In talking to a colleague of mine yesterday, we got onto the subject of color spaces in digital photography. He's a Nikon buff, I use Canon (specifically, an EOS 50D); I don't know if that is relevant to my question or not, but mention it for completeness.
I shoot RAW essentially 100% of the time, and have the in-camera color space setting at AdobeRGB (sRGB is also offered). The raw converter in turn is set to produce sRGB output files. As I understand the process, the general flow is for raw shooting: raw sensor data readout (including A/D conversion), compression, write to a raw file, then in post-processing rather than in-camera apply color space/color temperature/etc; for JPEG shooting: raw sensor data readout, apply color space/color temperature/etc, JPEG compression, write to memory card (in camera).
Hence, when he said that I should leave the camera set to sRGB for best/consistent results despite using the camera's raw format, it didn't really make much sense to me. I have mulled it over for a while now and it still doesn't really make any sense.
One of the answers to What is RAW, technically? seems to support my view of the differences in the data recorded in RAW and JPEG modes, respectively.

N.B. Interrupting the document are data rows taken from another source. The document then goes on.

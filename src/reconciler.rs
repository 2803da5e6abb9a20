//! Background reconciliation of infraction records and the address set.
//!
//! Each sweep walks every tracked address, prunes infractions that no
//! longer matter, lifts bans whose time is up and re-applies bans that are
//! missing from the address set. After a successful sweep the address set
//! matches the records' ban state.
//!
//! Several replicas may sweep the same shared store at once. That is safe
//! because every address set write goes through the version-token retry
//! protocol, not because sweeps are spread out in time.

use crate::address::Address;
use crate::clock::Clock;
use crate::error::Result;
use crate::ipset::{AddressSet, AddressSetGateway};
use crate::policy::JailPolicy;
use crate::store::{AddressScan, InfractionStore};
use rand::Rng;
use std::collections::HashSet;
use std::sync::Arc;
use std::time::Duration;
use tokio::task::JoinHandle;
use tokio_util::sync::CancellationToken;
use tracing::{debug, error, info, warn};

/// Sweep timing.
#[derive(Debug, Clone, Copy, PartialEq, Eq)]
pub struct Schedule {
    pub period: Duration,
    /// Upper bound of a random delay added to every period.
    pub jitter: Duration,
}

impl Schedule {
    pub fn every(period: Duration) -> Self {
        Self {
            period,
            jitter: Duration::ZERO,
        }
    }

    pub fn with_jitter(mut self, jitter: Duration) -> Self {
        self.jitter = jitter;
        self
    }

    /// Delay before the next sweep.
    pub fn next_delay(&self) -> Duration {
        self.period + jitter(self.jitter)
    }
}

/// Random duration in `[0, max]`.
pub fn jitter(max: Duration) -> Duration {
    let max_ms = max.as_millis() as u64;
    if max_ms == 0 {
        return Duration::ZERO;
    }
    Duration::from_millis(rand::thread_rng().gen_range(0..=max_ms))
}

/// Counters for one sweep.
#[derive(Debug, Clone, Default, PartialEq, Eq)]
pub struct SweepReport {
    pub evaluated: usize,
    pub pages: usize,
    pub unbanned: usize,
    pub rebanned: usize,
    /// Records deleted because nothing in them was worth keeping.
    pub released: usize,
    pub pruned: usize,
    pub failed: usize,
    pub cancelled: bool,
}

fn plural(n: usize) -> &'static str {
    if n == 1 {
        ""
    } else {
        "s"
    }
}

/// Reconciles infraction records with the external address set.
pub struct Reconciler {
    policy: JailPolicy,
    store: Arc<dyn InfractionStore>,
    gateway: Arc<AddressSetGateway>,
    clock: Arc<dyn Clock>,
}

impl Reconciler {
    pub fn new(
        policy: JailPolicy,
        store: Arc<dyn InfractionStore>,
        gateway: Arc<AddressSetGateway>,
        clock: Arc<dyn Clock>,
    ) -> Self {
        Self {
            policy,
            store,
            gateway,
            clock,
        }
    }

    /// Give every address already in the set enough infractions to justify
    /// its ban, so sweeps compute a real expiry instead of lifting it at once.
    ///
    /// Records that already justify a ban, expired or not, are left alone.
    pub async fn backfill(&self) -> Result<usize> {
        let set = self.gateway.get().await?;
        let now = self.clock.now();
        let mut appended = 0;

        for addr in &set.members {
            let infractions = match self.store.list(addr).await {
                Ok(infractions) => infractions,
                Err(e) => {
                    error!(addr = %addr, error = %e, "Unable to read infractions for back-fill");
                    continue;
                }
            };
            if self.policy.last_qualifying(&infractions).is_some() {
                continue;
            }

            let missing = self
                .policy
                .max_retry
                .saturating_sub(self.policy.count_in_window(&infractions, now));
            let mut filled = 0;
            for _ in 0..missing {
                if let Err(e) = self.store.append(addr, now).await {
                    error!(addr = %addr, error = %e, "Unable to back-fill infraction");
                    break;
                }
                filled += 1;
            }
            appended += filled;
            debug!(addr = %addr, appended = filled, missing, "Back-filled banned address");
        }

        info!(
            members = set.members.len(),
            synthetic_infractions = appended,
            "Address set contents are being managed"
        );
        Ok(appended)
    }

    /// Run one sweep over every tracked address.
    ///
    /// Fails only if the address set or the store's key scan cannot be read;
    /// a failure on a single address is logged and the sweep moves on.
    pub async fn sweep(&self, cancel: &CancellationToken) -> Result<SweepReport> {
        let set = self.gateway.get().await?;
        let mut report = SweepReport::default();
        let mut seen = HashSet::new();
        let mut scan = AddressScan::new(self.store.as_ref());

        'pages: while let Some(page) = scan.next_page().await? {
            for addr in page {
                if cancel.is_cancelled() {
                    report.cancelled = true;
                    break 'pages;
                }
                if !seen.insert(addr.clone()) {
                    continue;
                }

                report.evaluated += 1;
                if let Err(e) = self.reconcile(&addr, &set, &mut report).await {
                    error!(addr = %addr, error = %e, "Unable to reconcile address");
                    report.failed += 1;
                }
            }
        }
        report.pages = scan.pages();

        self.log_report(&report);
        Ok(report)
    }

    async fn reconcile(&self, addr: &Address, set: &AddressSet, report: &mut SweepReport) -> Result<()> {
        let infractions = self.store.list(addr).await?;
        if infractions.is_empty() {
            return Ok(());
        }

        let now = self.clock.now();
        let verdict = self.policy.evaluate(&infractions, now);
        let banned = verdict.is_banned(now);

        if banned {
            if let Some(until) = verdict.banned_until {
                debug!(addr = %addr, until = %until.format("%Y-%m-%dT%H:%M:%S"), "Banned");
            }
        }

        match (banned, set.contains(addr)) {
            (false, true) => {
                info!(addr = %addr, "Unbanned");
                self.gateway.del(addr).await?;
                report.unbanned += 1;
            }
            (true, false) => {
                warn!(addr = %addr, "Banned address missing from address set, adding");
                self.gateway.add(addr).await?;
                report.rebanned += 1;
            }
            _ => {}
        }

        if verdict.keep_from > 0 {
            self.store.trim(addr, verdict.keep_from).await?;
            report.pruned += verdict.keep_from.min(infractions.len());
            if verdict.is_idle() {
                report.released += 1;
            }
        }

        Ok(())
    }

    fn log_report(&self, report: &SweepReport) {
        debug!(
            "Sweep: {} key{} evaluated in {} scan iteration{}",
            report.evaluated,
            plural(report.evaluated),
            report.pages,
            plural(report.pages)
        );

        if report.unbanned > 0 || report.rebanned > 0 {
            info!(
                unbanned = report.unbanned,
                rebanned = report.rebanned,
                "Sweep: address set updated"
            );
        }
        if report.pruned > 0 {
            info!(
                infractions = report.pruned,
                released = report.released,
                "Sweep: {} infraction{} pruned",
                report.pruned,
                plural(report.pruned)
            );
        }
        if report.failed > 0 {
            warn!(failed = report.failed, "Sweep: some addresses will be retried next period");
        }
    }

    /// Run sweeps on `schedule` until the returned handle is shut down.
    pub fn spawn(self: Arc<Self>, schedule: Schedule) -> ReconcilerHandle {
        let cancel = CancellationToken::new();
        let token = cancel.clone();

        let task = tokio::spawn(async move {
            loop {
                let delay = schedule.next_delay();
                tokio::select! {
                    _ = token.cancelled() => break,
                    _ = tokio::time::sleep(delay) => {
                        if let Err(e) = self.sweep(&token).await {
                            error!(error = %e, "Sweep abandoned, retrying next period");
                        }
                    }
                }
            }
            debug!("Reconciler stopped");
        });

        ReconcilerHandle { cancel, task }
    }
}

/// Owner of a running reconciler task.
pub struct ReconcilerHandle {
    cancel: CancellationToken,
    task: JoinHandle<()>,
}

impl ReconcilerHandle {
    /// Stop the loop and wait for it. A sweep in progress stops at the next
    /// address; an address set write in progress completes first.
    pub async fn shutdown(self) {
        self.cancel.cancel();
        if let Err(e) = self.task.await {
            warn!(error = %e, "Reconciler task ended abnormally");
        }
    }
}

I did find What's the difference between Adobe RGB and sRGB and which should I set in my camera?, but the answers there seem to focus more on the difference between AdobeRGB and sRGB. My question is, when shooting RAW, does it ever matter (except for the image preview) whether the camera is set to sRGB or AdobeRGB? If it does, then why, and in what situations? Is my understanding of the "raw" format processing chain flawed?